== Segment start ==

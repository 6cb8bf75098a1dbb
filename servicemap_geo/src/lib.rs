// Copyright 2025 the Servicemap Authors
// SPDX-License-Identifier: Apache-2.0 OR MIT

//! Servicemap Geo: the geometry layer underneath the service-area map.
//!
//! - [`GeoJson`], [`Feature`], [`FeatureCollection`] and [`Geometry`]: a permissive
//!   GeoJSON model. Coordinates are kept as raw JSON so that mixed
//!   Point/Polygon/MultiPolygon input never fails to load.
//! - [`LngLat`] and [`LngLatBounds`]: positions and a bounds accumulator that walks
//!   arbitrarily nested coordinate arrays, skipping anything that is not a position.
//! - [`centroid`]: the vertex-mean centroid used to recentre the camera on a city.
//! - [`FeatureIndex`]: a uniform-grid broad phase over feature bounds.
//! - [`PolygonShape`] and [`PreciseHitTest`]: narrow-phase point-in-polygon tests
//!   built on [`kurbo`], hole-aware and independent of ring orientation.
//! - [`normalize_zip`]: resolves a five-digit postal code from feature properties.
//!
//! # Example
//!
//! ```rust
//! use servicemap_geo::{GeoJson, LngLat, LngLatBounds};
//!
//! let place: GeoJson = serde_json::from_str(r#"{
//!     "type": "Feature",
//!     "properties": {},
//!     "geometry": {
//!         "type": "Polygon",
//!         "coordinates": [[[-93.3, 44.9], [-93.2, 44.9], [-93.2, 45.0], [-93.3, 45.0], [-93.3, 44.9]]]
//!     }
//! }"#).unwrap();
//!
//! let bounds = LngLatBounds::from_geojson(&place);
//! assert!(bounds.contains(LngLat::new(-93.25, 44.95)));
//! ```

mod bounds;
mod centroid;
mod error;
mod geojson;
mod hit;
mod index;
mod zip;

pub use bounds::{LngLat, LngLatBounds};
pub use centroid::centroid;
pub use error::GeoError;
pub use geojson::{Feature, FeatureCollection, GeoJson, Geometry};
pub use hit::{HitParams, HitScore, PolygonShape, PreciseHitTest};
pub use index::{DEFAULT_CELL_SIZE, FeatureIndex};
pub use zip::{ZCTA_PROPERTY_KEYS, normalize_zip};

== Segment end ==

Find how many lines of the listing include the word "properties", and state that number by itself.

Answer box - 2